Decision-making in dementia care from the viewpoint of affected relatives: a qualitative study


  • C.R. Karger


Background: This study investigates how the relatives of dementia patients experience the process of making decisions on behalf of cognitively impaired family members, the extent to which they involve patients in that decision-making process and how they justify their approaches to the role. Methods: We conducted three focus group sessions with in total 20 Germany-based family members recruited using purposive sampling strategies. Each focus group was audiotaped, transcribed and analysed using structured qualitative content analysis. Findings: Relatives described the transition in their decision-making roles when required to supersede patients’ decisions as difficult to reconcile with their self-image and thus unsettling and stressful. The findings reveal that during this adjustment process relatives reinterpret their relationship to patients as similar to that between parents and children.
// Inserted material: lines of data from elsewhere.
//! Blockchain RPC client with timeout and error handling.
//!
//! # Responsibilities
//! - Connect to JSON-RPC endpoints (primary + failovers)
//! - Run contract view calls with failover and timeouts
//! - Hold the signing provider used for writes
//! - Query chain state (chain id, block number, logs)

use std::future::Future;
use std::time::{Duration, Instant};

use alloy::primitives::Address;
use alloy::providers::{DynProvider, Provider, ProviderBuilder};
use alloy::rpc::types::{Filter, Log};
use tokio::time::timeout;

use crate::blockchain::errors::{resolve_contract_error, resolve_transport_error};
use crate::blockchain::types::{BlockchainConfig, BlockchainError, BlockchainResult, ChainId};
use crate::blockchain::wallet::Wallet;
use crate::observability::metrics;

/// Blockchain RPC client wrapper with failover support.
#[derive(Clone)]
pub struct BlockchainClient {
    /// List of read providers (primary + failovers).
    providers: Vec<DynProvider>,
    /// Provider with the signer attached, bound to the primary endpoint.
    signer: Option<(DynProvider, Address)>,
    /// Configuration.
    config: BlockchainConfig,
    /// Request timeout duration.
    timeout_duration: Duration,
}

impl BlockchainClient {
    /// Create a new blockchain client.
    ///
    /// Chain ID verification failures are logged, not fatal, so the
    /// dashboard can start while the node is still coming up.
    pub async fn new(config: BlockchainConfig) -> BlockchainResult<Self> {
        let timeout_duration = Duration::from_secs(config.rpc_timeout_secs);
        let mut providers = Vec::new();

        // 1. Add primary provider
        let primary_url: url::Url = config.rpc_url.parse().map_err(|e| {
            BlockchainError::Rpc(format!("Invalid RPC URL '{}': {}", config.rpc_url, e))
        })?;
        providers.push(ProviderBuilder::new().connect_http(primary_url).erased());

        // 2. Add failover providers
        for url_str in &config.failover_urls {
            if let Ok(url) = url_str.parse() {
                providers.push(ProviderBuilder::new().connect_http(url).erased());
            } else {
                tracing::warn!(url = %url_str, "Ignoring invalid failover RPC URL");
            }
        }

        let client = Self {
            providers,
            signer: None,
            config: config.clone(),
            timeout_duration,
        };

        match client.verify_chain_id().await {
            Ok(()) => {
                tracing::info!(
                    rpc_url = %config.rpc_url,
                    chain_id = config.chain_id,
                    "Blockchain client initialized"
                );
            }
            Err(e) => {
                tracing::warn!(
                    error = %e,
                    "Blockchain client initialized but chain verification failed"
                );
            }
        }

        Ok(client)
    }

    /// Attach a signer; writes go through the primary endpoint only.
    pub fn with_wallet(mut self, wallet: &Wallet) -> BlockchainResult<Self> {
        let url: url::Url = self.config.rpc_url.parse().map_err(|e| {
            BlockchainError::Rpc(format!("Invalid RPC URL '{}': {}", self.config.rpc_url, e))
        })?;
        let provider = ProviderBuilder::new()
            .wallet(wallet.to_network_wallet())
            .connect_http(url)
            .erased();
        self.signer = Some((provider, wallet.address()));
        Ok(self)
    }

    /// Address of the attached signer, if any.
    pub fn signer_address(&self) -> Option<Address> {
        self.signer.as_ref().map(|(_, address)| *address)
    }

    /// The signing provider, or `NoSigner` when running watch-only.
    pub fn signing_provider(&self) -> BlockchainResult<DynProvider> {
        self.signer
            .as_ref()
            .map(|(provider, _)| provider.clone())
            .ok_or(BlockchainError::NoSigner)
    }

    /// Verify the connected chain ID matches configuration.
    pub async fn verify_chain_id(&self) -> BlockchainResult<()> {
        let chain_id = self.get_chain_id().await?;
        if chain_id.0 != self.config.chain_id {
            return Err(BlockchainError::ChainMismatch {
                expected: self.config.chain_id,
                actual: chain_id.0,
            });
        }
        Ok(())
    }

    /// Get the chain ID from the RPC.
    pub async fn get_chain_id(&self) -> BlockchainResult<ChainId> {
        for (i, provider) in self.providers.iter().enumerate() {
            let fut = provider.get_chain_id();
            match timeout(self.timeout_duration, fut).await {
                Ok(Ok(result)) => return Ok(ChainId(result)),
                Ok(Err(e)) => {
                    tracing::warn!(provider_idx = i, error = %e, "RPC error, trying next provider");
                }
                Err(_) => {
                    tracing::warn!(provider_idx = i, "RPC timeout, trying next provider");
                }
            }
        }
        Err(BlockchainError::Rpc("All RPC providers failed".to_string()))
    }

    /// Get the latest block number.
    pub async fn get_block_number(&self) -> BlockchainResult<u64> {
        for (i, provider) in self.providers.iter().enumerate() {
            let fut = provider.get_block_number();
            match timeout(self.timeout_duration, fut).await {
                Ok(Ok(result)) => return Ok(result),
                Ok(Err(e)) => tracing::warn!(provider_idx = i, error = %e, "RPC error"),
                Err(_) => tracing::warn!(provider_idx = i, "RPC timeout"),
            }
        }
        Err(BlockchainError::Rpc("All providers failed to get block number".to_string()))
    }

    /// Fetch logs matching a filter.
    pub async fn get_logs(&self, filter: &Filter) -> BlockchainResult<Vec<Log>> {
        for (i, provider) in self.providers.iter().enumerate() {
            let fut = provider.get_logs(filter);
            match timeout(self.timeout_duration, fut).await {
                Ok(Ok(result)) => return Ok(result),
                Ok(Err(e)) => {
                    let resolved = resolve_transport_error(&e);
                    if !resolved.is_transient() {
                        return Err(resolved);
                    }
                    tracing::warn!(provider_idx = i, error = %e, "RPC error")
                }
                Err(_) => tracing::warn!(provider_idx = i, "RPC timeout"),
            }
        }
        Err(BlockchainError::Rpc("All providers failed to get logs".to_string()))
    }

    /// Run a contract view call with failover.
    ///
    /// `call` receives a provider and builds the request against it. Reverts
    /// are returned straight away; transient failures move on to the next
    /// provider.
    pub async fn read<T, F, Fut>(&self, op: &'static str, call: F) -> BlockchainResult<T>
    where
        F: Fn(DynProvider) -> Fut,
        Fut: Future<Output = Result<T, alloy::contract::Error>>,
    {
        let start = Instant::now();
        let mut last_error = None;

        for (i, provider) in self.providers.iter().enumerate() {
            match timeout(self.timeout_duration, call(provider.clone())).await {
                Ok(Ok(value)) => {
                    metrics::record_rpc_call(op, "ok", start);
                    return Ok(value);
                }
                Ok(Err(e)) => {
                    let resolved = resolve_contract_error(e);
                    if !resolved.is_transient() {
                        metrics::record_rpc_call(op, resolved.code(), start);
                        return Err(resolved);
                    }
                    tracing::warn!(provider_idx = i, op, error = ?resolved, "RPC error, trying next provider");
                    last_error = Some(resolved);
                }
                Err(_) => {
                    tracing::warn!(provider_idx = i, op, "RPC timeout, trying next provider");
                    last_error = Some(BlockchainError::Timeout(self.config.rpc_timeout_secs));
                }
            }
        }

        let error = last_error
            .unwrap_or_else(|| BlockchainError::Rpc("All RPC providers failed".to_string()));
        metrics::record_rpc_call(op, error.code(), start);
        Err(error)
    }

    /// Check if the blockchain is reachable.
    pub async fn is_healthy(&self) -> bool {
        self.get_block_number().await.is_ok()
    }

    /// Get the configuration.
    pub fn config(&self) -> &BlockchainConfig {
        &self.config
    }

    /// Get the number of confirmation blocks required.
    pub fn confirmation_blocks(&self) -> u64 {
        self.config.confirmation_blocks
    }
}

impl std::fmt::Debug for BlockchainClient {
    fn fmt(&self, f: &mut std::fmt::Formatter<'_>) -> std::fmt::Result {
        f.debug_struct("BlockchainClient")
            .field("rpc_url", &self.config.rpc_url)
            .field("chain_id", &self.config.chain_id)
            .field("timeout_secs", &self.config.rpc_timeout_secs)
            .field("signer", &self.signer_address())
            .finish()
    }
}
This change tends to be accompanied by (a) the negation of any decision-making ability on the patient’s part, (b) the comprehensive assumption of all decision-making responsibility by relatives, (c) the reduction of patient involvement to little more than pseudo self-determination and (d) the perception of a moral justification for restricting patient self-determination as a necessary condition for the provision of care. Discussion: The shift from the adult to the ‘child’ paradigm appears to reduce dissonance experienced by relatives in connection with the restriction of patient self-determination and to facilitate the stabilization of self-integrity. This psychological mechanism is inimical to a nuanced understanding of patient decision-making ability and the prospect of a shared decision-making process.